Task statement
Write the listing out again verbatim, leaving nothing out.

---*---

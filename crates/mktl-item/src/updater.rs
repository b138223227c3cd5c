//! One [`Updater`] runs per subscribed item, decoupling the socket's read
//! loop from callback execution: a slow or misbehaving subscriber callback
//! stalls only its own item's updater, never the shared subscribe
//! connection. A `Shutdown` sentinel on the same queue lets the loop end
//! cleanly instead of being cancelled mid-update.

use mktl_core::Value;
use tokio::sync::mpsc;
use tokio::task::JoinHandle;

pub enum UpdateMsg {
    Update { value: Value, time: f64 },
    Shutdown,
}

pub struct Updater {
    tx: mpsc::UnboundedSender<UpdateMsg>,
    task: JoinHandle<()>,
}

impl Updater {
    pub fn start<F>(apply: F) -> Self
    where
        F: Fn(Value, f64) + Send + 'static,
    {
        let (tx, mut rx) = mpsc::unbounded_channel::<UpdateMsg>();

        let task = tokio::spawn(async move {
            while let Some(msg) = rx.recv().await {
                match msg {
                    UpdateMsg::Update { value, time } => apply(value, time),
                    UpdateMsg::Shutdown => break,
                }
            }
        });

        Self { tx, task }
    }

    pub fn push(&self, value: Value, time: f64) {
        let _ = self.tx.send(UpdateMsg::Update { value, time });
    }

    pub async fn shutdown(self) {
        let _ = self.tx.send(UpdateMsg::Shutdown);
        let _ = self.task.await;
    }
}

#[cfg(test)]
mod tests {
    use super::*;
    use parking_lot::Mutex;
    use std::sync::Arc;
    use std::time::Duration;

    #[tokio::test]
    async fn updater_applies_updates_in_order() {
        let seen = Arc::new(Mutex::new(Vec::new()));
        let seen_clone = seen.clone();
        let updater = Updater::start(move |v, _t| seen_clone.lock().push(v));

        updater.push(Value::Int(1), 0.0);
        updater.push(Value::Int(2), 0.0);
        updater.push(Value::Int(3), 0.0);

        tokio::time::sleep(Duration::from_millis(20)).await;
        updater.shutdown().await;

        assert_eq!(*seen.lock(), vec![Value::Int(1), Value::Int(2), Value::Int(3)]);
    }

    #[tokio::test]
    async fn shutdown_sentinel_stops_the_loop() {
        let seen = Arc::new(Mutex::new(Vec::new()));
        let seen_clone = seen.clone();
        let updater = Updater::start(move |v, _t| seen_clone.lock().push(v));

        updater.push(Value::Int(1), 0.0);
        updater.shutdown().await;

        // Pushing after shutdown has no effect: the receiver is long gone.
        tokio::time::sleep(Duration::from_millis(10)).await;
        assert_eq!(seen.lock().len(), 1);
    }
}
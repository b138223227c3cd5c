//! mktld - generic mKTL store daemon
//!
//! Serves whatever items a store's configuration file declares, with no
//! custom item classes. Intended as a reference implementation and for
//! exercising a store's configuration; instrument-specific daemons should
//! depend on this crate as a library and supply their own `DaemonHooks`.

use std::process::ExitCode;
use std::sync::Arc;

use anyhow::Context;
use clap::Parser;
use mktl_daemon::{Daemon, DefaultHooks};
use tracing::error;
use tracing_subscriber::{fmt, prelude::*, EnvFilter};

mod cli;
use cli::Cli;

/// Bring up the daemon, wrapping its typed error in `anyhow` so this
/// outermost edge can report a chain of "why" rather than just the
/// innermost cause.
async fn run_daemon(cli: &Cli) -> anyhow::Result<Arc<Daemon>> {
    Daemon::start(&cli.store, &cli.config, &cli.address, cli.discovery_port, Arc::new(DefaultHooks))
        .await
        .with_context(|| format!("starting daemon for store '{}'", cli.store))
}

#[tokio::main]
async fn main() -> ExitCode {
    let cli = Cli::parse();

    let registry = tracing_subscriber::registry().with(EnvFilter::from_default_env().add_directive("mktl=info".parse().unwrap()));
    if cli.log_format == "json" {
        registry.with(fmt::layer().json()).init();
    } else {
        registry.with(fmt::layer()).init();
    }

    let daemon = match run_daemon(&cli).await {
        Ok(d) => d,
        Err(e) => {
            error!(error = format!("{e:#}"), "failed to start daemon");
            return ExitCode::FAILURE;
        }
    };

    // The daemon's background tasks (REP/PUB listeners, discovery
    // responder, persistence flusher) keep it alive independently of this
    // task; block here until Ctrl-C is pressed, then shut down cleanly.
    tokio::signal::ctrl_c().await.ok();
    drop(daemon);
    ExitCode::SUCCESS
}
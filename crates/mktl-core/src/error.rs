use thiserror::Error;

/// Errors raised while building, validating, or interpreting mKTL wire
/// values. Transport- and daemon-level errors live in their own crates;
/// this enum only covers the data model itself.
#[derive(Debug, Error)]
pub enum Error {
    #[error("value failed validation: {0}")]
    Validation(String),

    #[error("bulk payload shape {shape:?} does not match byte length {len}")]
    BulkShapeMismatch { shape: Vec<usize>, len: usize },

    #[error("payload is missing required field '{0}'")]
    MissingField(&'static str),

    #[error("remote error ({kind}): {text}")]
    Remote { kind: String, text: String },

    #[error("failed to encode/decode JSON payload: {0}")]
    Json(#[from] serde_json::Error),
}

pub type Result<T> = std::result::Result<T, Error>;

---*---

Exercise response
filename crates/mktl-item/src/updater.rs
repository b138223227c3cd5c
//! One [`Updater`] runs per subscribed item, decoupling the socket's read
//! loop from callback execution: a slow or misbehaving subscriber callback
//! stalls only its own item's updater, never the shared subscribe
//! connection. A `Shutdown` sentinel on the same queue lets the loop end
//! cleanly instead of being cancelled mid-update.

use mktl_core::Value;
use tokio::sync::mpsc;
use tokio::task::JoinHandle;

pub enum UpdateMsg {
    Update { value: Value, time: f64 },
    Shutdown,
}

pub struct Updater {
    tx: mpsc::UnboundedSender<UpdateMsg>,
    task: JoinHandle<()>,
}

impl Updater {
    pub fn start<F>(apply: F) -> Self
    where
        F: Fn(Value, f64) + Send + 'static,
    {
        let (tx, mut rx) = mpsc::unbounded_channel::<UpdateMsg>();

        let task = tokio::spawn(async move {
            while let Some(msg) = rx.recv().await {
                match msg {
                    UpdateMsg::Update { value, time } => apply(value, time),
                    UpdateMsg::Shutdown => break,
                }
            }
        });

        Self { tx, task }
    }

    pub fn push(&self, value: Value, time: f64) {
        let _ = self.tx.send(UpdateMsg::Update { value, time });
    }

    pub async fn shutdown(self) {
        let _ = self.tx.send(UpdateMsg::Shutdown);
        let _ = self.task.await;
    }
}

#[cfg(test)]
mod tests {
    use super::*;
    use parking_lot::Mutex;
    use std::sync::Arc;
    use std::time::Duration;

    #[tokio::test]
    async fn updater_applies_updates_in_order() {
        let seen = Arc::new(Mutex::new(Vec::new()));
        let seen_clone = seen.clone();
        let updater = Updater::start(move |v, _t| seen_clone.lock().push(v));

        updater.push(Value::Int(1), 0.0);
        updater.push(Value::Int(2), 0.0);
        updater.push(Value::Int(3), 0.0);

        tokio::time::sleep(Duration::from_millis(20)).await;
        updater.shutdown().await;

        assert_eq!(*seen.lock(), vec![Value::Int(1), Value::Int(2), Value::Int(3)]);
    }

    #[tokio::test]
    async fn shutdown_sentinel_stops_the_loop() {
        let seen = Arc::new(Mutex::new(Vec::new()));
        let seen_clone = seen.clone();
        let updater = Updater::start(move |v, _t| seen_clone.lock().push(v));

        updater.push(Value::Int(1), 0.0);
        updater.shutdown().await;

        // Pushing after shutdown has no effect: the receiver is long gone.
        tokio::time::sleep(Duration::from_millis(10)).await;
        assert_eq!(seen.lock().len(), 1);
    }
}
repository b138223227c3cd5c
//! mktld - generic mKTL store daemon
//!
//! Serves whatever items a store's configuration file declares, with no
//! custom item classes. Intended as a reference implementation and for
//! exercising a store's configuration; instrument-specific daemons should
//! depend on this crate as a library and supply their own `DaemonHooks`.

use std::process::ExitCode;
use std::sync::Arc;

use anyhow::Context;
use clap::Parser;
use mktl_daemon::{Daemon, DefaultHooks};
use tracing::error;
use tracing_subscriber::{fmt, prelude::*, EnvFilter};

mod cli;
use cli::Cli;

/// Bring up the daemon, wrapping its typed error in `anyhow` so this
/// outermost edge can report a chain of "why" rather than just the
/// innermost cause.
async fn run_daemon(cli: &Cli) -> anyhow::Result<Arc<Daemon>> {
    Daemon::start(&cli.store, &cli.config, &cli.address, cli.discovery_port, Arc::new(DefaultHooks))
        .await
        .with_context(|| format!("starting daemon for store '{}'", cli.store))
}

#[tokio::main]
async fn main() -> ExitCode {
    let cli = Cli::parse();

    let registry = tracing_subscriber::registry().with(EnvFilter::from_default_env().add_directive("mktl=info".parse().unwrap()));
    if cli.log_format == "json" {
        registry.with(fmt::layer().json()).init();
    } else {
        registry.with(fmt::layer()).init();
    }

    let daemon = match run_daemon(&cli).await {
        Ok(d) => d,
        Err(e) => {
            error!(error = format!("{e:#}"), "failed to start daemon");
            return ExitCode::FAILURE;
        }
    };

    // The daemon's background tasks (REP/PUB listeners, discovery
    // responder, persistence flusher) keep it alive independently of this
    // task; block here until Ctrl-C is pressed, then shut down cleanly.
    tokio::signal::ctrl_c().await.ok();
    drop(daemon);
    ExitCode::SUCCESS
}
filename crates/mktl-core/src/error.rs
use thiserror::Error;

/// Errors raised while building, validating, or interpreting mKTL wire
/// values. Transport- and daemon-level errors live in their own crates;
/// this enum only covers the data model itself.
#[derive(Debug, Error)]
pub enum Error {
    #[error("value failed validation: {0}")]
    Validation(String),

    #[error("bulk payload shape {shape:?} does not match byte length {len}")]
    BulkShapeMismatch { shape: Vec<usize>, len: usize },

    #[error("payload is missing required field '{0}'")]
    MissingField(&'static str),

    #[error("remote error ({kind}): {text}")]
    Remote { kind: String, text: String },

    #[error("failed to encode/decode JSON payload: {0}")]
    Json(#[from] serde_json::Error),
}

pub type Result<T> = std::result::Result<T, Error>;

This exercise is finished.